Living in such a controversial time now, Dr. Delgado’s opinions remain as strong as ever, as she fights to give voice to those without. When asked what movement resonated most with her growing up, Dr. Delgado gave the same answer she gave for which movement deserved the most attention now: immigrant rights. With personal familial experience, immigration touches close to Dr. Delgado’s heart in multiple ways, as it is also the subject of much of her academic work. When she was younger, it was the “Sanctuary Movement” of Central American refugees which touched Dr. Delgado the most, as it “was one movement that, you know, cut across Democrats, and Republicans, and rich people and poor people and middle class. It was a wonderful cross sectionality of people who were coming together to, number one, highlight the hypocrisy of the Reagan administration, and number two, provide sanctuary for people fleeing war. It was terrific.”

Dr. Delgado still believes that immigrant rights deserve the most attention as a sociopolitical movement, as this issue “encompasses women’s rights, labor rights, human rights.” She believes that this movement “has been a while in the making and is finally emerging as an important social justice movement. It has been long and long in the making, and I still think we don’t pay enough attention to refugee rights, immigrant rights, immigration reform.”

Speaking to this very issue, Dr. Delgado has written contemporary works regarding the controversy of the DACA bill as she continues to fight to give voice to those without. Featured in a special-issue article among four other scholars critique the new book The Origins of Deportation Policy by Torrie Hester (2017: University of Pennsylvania Press), Dr. Delgado’s writes on “DACA and the Trump administration’s refusal to renew the program. I talked about that in relation to this modern nation state and how we shape immigration control very early on to remove some people and incarcerate some people and this is really a hundred years in the making. One, that we could even make a law like DACA, and two, that we could undo it so quickly. What really remains in the ashes of DACA is this incarceration regime for immigrants and refugees, and that’s what I looked at.”

When it comes to her personal life, Dr. Delgado is a driven, hardworking individual who is inspired by “ideas. The right ideas. What motivates me and excites me is to write a history about a people form a perspective that the general public hasn’t had a lot of in the past. Not a hidden history or a new history, just refocusing the lens on the past on a people and a time and a subject area that is under appreciated.”

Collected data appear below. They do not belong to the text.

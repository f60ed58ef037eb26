// Timeouts, topics, platform configuration
use std::path::Path;
use std::time::Duration;

use serde::{Deserialize, Serialize};
use tracing::info;

use crate::drive::{
    GearRatio, Interpolation, ModuleLocation, ModuleSettings, ThrottleCurve, ThrottleError,
    ThrottleMap,
};
use crate::motor::MotorKind;

// Runtime loop frequency
pub const LOOP_HZ: u64 = 50;

// Command timeout for watchdog
pub const CMD_TIMEOUT: Duration = Duration::from_millis(250);

// Zenoh topics
pub const TOPIC_CMD_MODULES: &str = "swerve/cmd/modules"; // commands
pub const TOPIC_RT_MODULES: &str = "swerve/rt/modules"; // telemetry
pub const TOPIC_HEALTH: &str = "swerve/state/health"; // health status

/// Error types for configuration loading
#[derive(Debug, thiserror::Error)]
pub enum ConfigError {
    #[error("Failed to read config: {0}")]
    Io(#[from] std::io::Error),

    #[error("Failed to parse config: {0}")]
    Parse(#[from] serde_json::Error),

    #[error("Invalid config: {0}")]
    Invalid(String),

    #[error("Invalid throttle curve: {0}")]
    Throttle(#[from] ThrottleError),
}

/// Throttle curve control points, as fractions of full speed
#[derive(Debug, Clone, PartialEq, Serialize, Deserialize)]
#[serde(default)]
pub struct ThrottleConfig {
    pub x: Vec<f64>,
    pub y: Vec<f64>,
    pub deadband: f64,
    pub interpolation: Interpolation,
}

impl Default for ThrottleConfig {
    fn default() -> Self {
        // Quadratic response: fine control near zero, full speed at full stick
        let x: Vec<f64> = (0..=10).map(|i| i as f64 / 10.0).collect();
        let y = x.iter().map(|v| v * v).collect();
        Self {
            x,
            y,
            deadband: 0.05,
            interpolation: Interpolation::MonotoneCubic,
        }
    }
}

impl ThrottleConfig {
    pub fn build(&self) -> Result<ThrottleMap, ThrottleError> {
        let curve = ThrottleCurve::new(&self.x, &self.y, self.interpolation)?;
        ThrottleMap::new(curve, self.deadband)
    }
}

/// Platform configuration shared by every module
#[derive(Debug, Clone, PartialEq, Serialize, Deserialize)]
#[serde(default)]
pub struct RuntimeConfig {
    /// Units: meters
    pub wheelbase: f64,
    /// Units: meters
    pub track_width: f64,
    pub drive_gear_ratio: GearRatio,
    pub drive_motor: MotorKind,
    /// Units: seconds
    pub auto_lock_time: f64,
    pub slip_ratio: f64,
    pub traction_control: bool,
    pub auto_lock: bool,
    pub throttle: ThrottleConfig,
}

impl Default for RuntimeConfig {
    fn default() -> Self {
        Self {
            wheelbase: 0.6,
            track_width: 0.6,
            drive_gear_ratio: GearRatio::L3,
            drive_motor: MotorKind::Neo,
            auto_lock_time: 3.0,
            slip_ratio: 0.08,
            traction_control: true,
            auto_lock: true,
            throttle: ThrottleConfig::default(),
        }
    }
}

impl RuntimeConfig {
    /// Load from a JSON file, or use defaults when no path is given
    pub fn load(path: Option<&Path>) -> Result<Self, ConfigError> {
        let config = match path {
            Some(path) => {
                info!("Loading config from {}", path.display());
                let text = std::fs::read_to_string(path)?;
                Self::from_json(&text)?
            }
            None => Self::default(),
        };
        config.validate()?;
        Ok(config)
    }

    pub fn from_json(text: &str) -> Result<Self, ConfigError> {
        Ok(serde_json::from_str(text)?)
    }

    pub fn validate(&self) -> Result<(), ConfigError> {
        for (name, value) in [("wheelbase", self.wheelbase), ("track_width", self.track_width)] {
            if !(value.is_finite() && value > 0.0) {
                return Err(ConfigError::Invalid(format!("{} must be positive, got {}", name, value)));
            }
        }
        if !matches!(self.drive_motor, MotorKind::Neo | MotorKind::NeoVortex) {
            return Err(ConfigError::Invalid(format!(
                "drive_motor must be neo or neo_vortex, got {:?}",
                self.drive_motor
            )));
        }
        if self.drive_gear_ratio == GearRatio::Steer {
            return Err(ConfigError::Invalid("drive_gear_ratio cannot be the steering ratio".into()));
        }
        self.throttle.build()?;
        Ok(())
    }

    /// Construction settings for the module at `location`
    pub fn module_settings(&self, location: ModuleLocation) -> ModuleSettings {
        ModuleSettings {
            location,
            drive_gear_ratio: self.drive_gear_ratio,
            wheelbase: self.wheelbase,
            track_width: self.track_width,
            auto_lock_time: self.auto_lock_time,
            slip_ratio: self.slip_ratio,
        }
    }
}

Dr. Delgado has led an inspiring, intriguing life over the years which has led her to the position of influence she occupies today as a Woman of Color in academia. As the head of the History Department’s Graduate Program, Dr. Delgado seeks out every chance possible to give voice to those without, using her position of power to assist those in positions of oppression. It is women like Dr. Grace Pena Delgado who have changed, will change, and continue to change the world we live in with their determination, passion, and drive to better the world around them.